Government measures in the Special Administrative Region [SAR] have helped tackle soaring house prices but it would be premature to assume that the prospects for a property bubble have dissipated. Housing costs remain at a premium in Hong Kong, placing a huge social
burden on those renting out accommodation renters and for new households that do not yet own a property.
But the risks stretch beyond Hong Kong's borders. The key risk ahead is from an external shock emanating from Europe, the IMF says in its report compiled in October. A slowdown in the Mainland economy may also sharply affect the economic outlook for the SAR.
The IMF says that policymakers have a formidable arsenal of policies at their disposal to tackle any potential crisis, but a Linked Exchange Rate System remains the best option for Hong Kong.
Hong Kong has established itself as the premier offshore renminbi center. However the channels for "financial spillovers between the Mainland and Hong Kong" are widening, the IMF states.
Going forward, the offshore market will need to be supported by a progressive opening to renminbi capital flows and an improvement in the provision of information, the IMF insists.
Indeed, Hong Kong has a relatively bright future, despite contagion risks. As the renminbi market develops further there will be greater avenues for spillovers between Hong Kong and Mainland as their financial markets become ever more interconnected. However the IMF concedes that this is dependent on "liberalization and reform of the Mainland's financial system".

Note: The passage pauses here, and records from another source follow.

//! TTL cache over the plan configuration rows.
//!
//! Global app settings and phase levels change rarely but are read on nearly
//! every commerce request, so both are memoized behind one shared timestamp:
//! refreshing either entity resets the clock for both, keeping the two
//! loosely synchronized. A cache miss blocks the caller on one synchronous
//! store read; there is no background refresh and no stale-but-serving
//! state. Concurrent refreshes racing to repopulate the same value are
//! harmless, they all write the same externally-sourced snapshot.

use std::collections::HashMap;
use std::sync::Arc;

use vendiva_types::plan::{AppSettings, PhaseLevel};
use vendiva_types::store_adapter::StoreAdapter;
use vendiva_types::text::Locale;

use crate::prelude::*;

/// How long a cached snapshot stays fresh
pub const SETTINGS_CACHE_TTL_SECS: i64 = 5 * 60; // 5 minutes

/// Tree capacity for levels without a configured capacity record
pub const DEFAULT_LEVEL_CAPACITY: u32 = 3;

// Historical phase-1 defaults, kept as observed in production data while the
// asymmetry (phase 1 special-cased, every other phase zero) awaits product
// confirmation. Do not generalize to other phases.
const LEGACY_PHASE1_REWARD_CREDIT_CENTS: i64 = 2500;
const LEGACY_PHASE1_FREE_PRODUCT_CENTS: i64 = 6500;

/// Injectable clock, lets tests drive TTL expiry deterministically
pub type NowFn = Arc<dyn Fn() -> Timestamp + Send + Sync>;

#[derive(Debug, Default)]
struct PlanCacheState {
	app_settings: Option<Arc<AppSettings>>,
	phase_levels: Option<Arc<[PhaseLevel]>>,
	refreshed_at: Timestamp,
}

/// Cached view over the plan configuration with derived accessors
///
/// Caching here is advisory, never a correctness requirement: a miss always
/// falls through to the store, and errors from the store propagate to the
/// caller instead of serving stale data.
pub struct PlanService {
	store: Arc<dyn StoreAdapter>,
	ttl_secs: i64,
	now: NowFn,
	state: parking_lot::RwLock<PlanCacheState>,
}

impl PlanService {
	pub fn new(store: Arc<dyn StoreAdapter>) -> Self {
		Self::with_clock(store, SETTINGS_CACHE_TTL_SECS, Arc::new(Timestamp::now))
	}

	/// Service with an explicit TTL and clock
	pub fn with_clock(store: Arc<dyn StoreAdapter>, ttl_secs: i64, now: NowFn) -> Self {
		Self { store, ttl_secs, now, state: parking_lot::RwLock::new(PlanCacheState::default()) }
	}

	fn is_fresh(&self, refreshed_at: Timestamp) -> bool {
		(self.now)().0 - refreshed_at.0 < self.ttl_secs
	}

	/// Cached global settings; refreshes from the store when the snapshot is
	/// absent or has outlived the TTL
	pub async fn get_app_settings(&self) -> VdResult<Arc<AppSettings>> {
		{
			let state = self.state.read();
			if let Some(settings) = &state.app_settings {
				if self.is_fresh(state.refreshed_at) {
					return Ok(settings.clone());
				}
			}
		}

		let settings = Arc::new(self.store.read_app_settings().await?);
		let mut state = self.state.write();
		state.app_settings = Some(settings.clone());
		state.refreshed_at = (self.now)();
		debug!("App settings cache refreshed");
		Ok(settings)
	}

	/// Cached phase levels; same refresh rule as [`Self::get_app_settings`]
	pub async fn get_phase_levels(&self) -> VdResult<Arc<[PhaseLevel]>> {
		{
			let state = self.state.read();
			if let Some(levels) = &state.phase_levels {
				if self.is_fresh(state.refreshed_at) {
					return Ok(levels.clone());
				}
			}
		}

		let levels: Arc<[PhaseLevel]> = self.store.list_phase_levels().await?.into();
		let mut state = self.state.write();
		state.phase_levels = Some(levels.clone());
		state.refreshed_at = (self.now)();
		debug!("Phase level cache refreshed ({} levels)", levels.len());
		Ok(levels)
	}

	/// Drops both cached entities so the next access refreshes. Must be
	/// called by any code path that mutates the underlying rows.
	pub fn invalidate(&self) {
		let mut state = self.state.write();
		state.app_settings = None;
		state.phase_levels = None;
		state.refreshed_at = Timestamp::default();
		debug!("Plan settings cache invalidated");
	}

	// Derived accessors //
	//*******************//

	/// Commission rate for a phase; phases without a configured rate fall
	/// back to the global e-commerce rate
	pub async fn commission_rate(&self, level: u32) -> VdResult<f64> {
		let levels = self.get_phase_levels().await?;
		if let Some(rate) = find_level(&levels, level).and_then(|row| row.commission_rate) {
			return Ok(rate);
		}
		Ok(self.get_app_settings().await?.ecommerce_commission_rate)
	}

	/// "Group gain" rate for a phase. Absence means zero; there is no global
	/// fallback for this one.
	pub async fn group_gain_rate(&self, level: u32) -> VdResult<f64> {
		let levels = self.get_phase_levels().await?;
		Ok(find_level(&levels, level).and_then(|row| row.group_gain_rate).unwrap_or(0.0))
	}

	/// Flat reward credit for a phase; un-configured phases pay nothing
	/// except phase 1, which keeps its historical constant
	pub async fn reward_credit_cents(&self, level: u32) -> VdResult<i64> {
		let levels = self.get_phase_levels().await?;
		Ok(find_level(&levels, level)
			.and_then(|row| row.reward_credit_cents)
			.unwrap_or(if level == 1 { LEGACY_PHASE1_REWARD_CREDIT_CENTS } else { 0 }))
	}

	/// Free-product value for a phase; same phase-1 asymmetry as
	/// [`Self::reward_credit_cents`]
	pub async fn free_product_value_cents(&self, level: u32) -> VdResult<i64> {
		let levels = self.get_phase_levels().await?;
		Ok(find_level(&levels, level)
			.and_then(|row| row.free_product_value_cents)
			.unwrap_or(if level == 1 { LEGACY_PHASE1_FREE_PRODUCT_CENTS } else { 0 }))
	}

	/// Localized display name for a phase, independent of the numeric
	/// fallbacks: configured name (locale, then en), else `"Phase {level}"`
	pub async fn phase_display_name(&self, level: u32, locale: Locale) -> VdResult<String> {
		let levels = self.get_phase_levels().await?;
		let name = find_level(&levels, level)
			.and_then(|row| row.name.as_ref())
			.and_then(|name| name.resolve(locale))
			.map(str::to_string);
		Ok(name.unwrap_or_else(|| format!("Phase {level}")))
	}

	/// Currency for a country code, looked up in the flattened
	/// country-to-currency map; unmapped countries use the default currency
	pub async fn currency_for_country(&self, country: &str) -> VdResult<Box<str>> {
		let settings = self.get_app_settings().await?;
		let country = country.trim().to_ascii_uppercase();
		let map = country_currency_map(&settings);
		Ok(map.get(country.as_str()).cloned().unwrap_or_else(|| settings.default_currency.clone()))
	}

	/// Maximum direct members under a node at the given tree level
	pub async fn max_members_for_level(&self, level: u32) -> VdResult<u32> {
		let settings = self.get_app_settings().await?;
		Ok(settings
			.level_capacities
			.iter()
			.find(|cap| cap.level == level)
			.map_or(DEFAULT_LEVEL_CAPACITY, |cap| cap.max_members))
	}
}

fn find_level(levels: &[PhaseLevel], level: u32) -> Option<&PhaseLevel> {
	levels.iter().find(|row| row.level == level)
}

/// Flattens the configured currencies into one country-to-code map,
/// upper-cased; the first currency claiming a country wins
fn country_currency_map(settings: &AppSettings) -> HashMap<String, Box<str>> {
	let mut map = HashMap::new();
	for currency in &settings.currencies {
		for country in currency.countries.iter() {
			map.entry(country.trim().to_ascii_uppercase())
				.or_insert_with(|| currency.code.clone());
		}
	}
	map
}


// vim: ts=4
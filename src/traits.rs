// Traits used across the library.

/// Register-level access to an RTC with a split 32-bit seconds counter. See STM32F1 RM0008,
/// section 18.4: "RTC registers".
///
/// Implementations are thin; all sequencing (configuration mode, the torn-read guard, flag
/// handling) lives in [`counter`](crate::counter) and [`rtc`](crate::rtc). Methods take
/// `&self`, as register access is volatile and the peripheral may be shared with interrupt
/// handlers.
pub trait RtcRegs {
    /// Read the upper 16 bits of the counter. (RTC_CNTH)
    fn counter_high(&self) -> u16;

    /// Read the lower 16 bits of the counter. (RTC_CNTL)
    fn counter_low(&self) -> u16;

    /// Write the upper 16 bits of the counter. Only takes effect in configuration mode.
    fn set_counter_high(&self, value: u16);

    /// Write the lower 16 bits of the counter. Only takes effect in configuration mode.
    fn set_counter_low(&self, value: u16);

    /// `true` once the last write operation on RTC registers has completed. (RTOFF)
    fn write_op_complete(&self) -> bool;

    /// Enter or leave configuration mode. While in it, write protection is lifted and the
    /// counter is writable. (CNF)
    fn set_config_mode(&self, enabled: bool);

    /// The counter overflow flag. (OWF)
    fn overflow_flag(&self) -> bool;

    /// The once-per-second tick flag. (SECF)
    fn second_flag(&self) -> bool;

    /// Clear the overflow and second flags.
    fn clear_overflow_and_second_flags(&self);
}

impl<T: RtcRegs + ?Sized> RtcRegs for &T {
    fn counter_high(&self) -> u16 {
        (**self).counter_high()
    }

    fn counter_low(&self) -> u16 {
        (**self).counter_low()
    }

    fn set_counter_high(&self, value: u16) {
        (**self).set_counter_high(value)
    }

    fn set_counter_low(&self, value: u16) {
        (**self).set_counter_low(value)
    }

    fn write_op_complete(&self) -> bool {
        (**self).write_op_complete()
    }

    fn set_config_mode(&self, enabled: bool) {
        (**self).set_config_mode(enabled)
    }

    fn overflow_flag(&self) -> bool {
        (**self).overflow_flag()
    }

    fn second_flag(&self) -> bool {
        (**self).second_flag()
    }

    fn clear_overflow_and_second_flags(&self) {
        (**self).clear_overflow_and_second_flags()
    }
}
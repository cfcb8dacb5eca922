//! This is an internal module that contains utility functionality used by other modules.

/// Default iteration budget for `bounded_loop!`.
///
/// The RTC's write operations complete within 3 RTCCLK cycles; at a 32.768kHz clock that's
/// roughly 100µs, well under this many register polls at any system clock.
pub const MAX_ITERS: u32 = 300_000;

/// Spin while `$cond` holds, returning `Err($err)` from the enclosing function if it's
/// still true after `MAX_ITERS` (or `$max`) iterations.
macro_rules! bounded_loop {
    ($cond:expr, $err:expr $(,)?) => {
        bounded_loop!($cond, $err, $crate::util::MAX_ITERS)
    };
    ($cond:expr, $err:expr, $max:expr $(,)?) => {{
        let max: u32 = $max;
        let mut iters: u32 = 0;
        while $cond {
            iters += 1;
            if iters >= max {
                return Err($err);
            }
            core::hint::spin_loop();
        }
    }};
}

// Diagnostics. These forward to `defmt` with the `defmt-log` feature, and expand to nothing
// otherwise, so the library doesn't require a global logger.

macro_rules! rtc_trace {
    ($($arg:tt)*) => {
        #[cfg(feature = "defmt-log")]
        defmt::trace!($($arg)*);
    };
}

macro_rules! rtc_debug {
    ($($arg:tt)*) => {
        #[cfg(feature = "defmt-log")]
        defmt::debug!($($arg)*);
    };
}

macro_rules! rtc_warn {
    ($($arg:tt)*) => {
        #[cfg(feature = "defmt-log")]
        defmt::warn!($($arg)*);
    };
}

There also needs to be a greater flow of information to help investors better understand the workings of the fast-developing offshore renminbi market, the IMF says. As the offshore renminbi market expands, more information could help facilitate further market development. This could include regular reporting on the direction of renminbi settlement in goods and services, on renminbi capital flows, and on the renminbi assets and liabilities of Hong Kong's financial institutions.
Mainland China is the fly in the ointment here, however. The Beijing government is often less than transparent in its economic policy, and its dithering on whether to float the renminbi on global markets creates its own problems for outside investors and markets [More reports: Bloomberg / WSJ].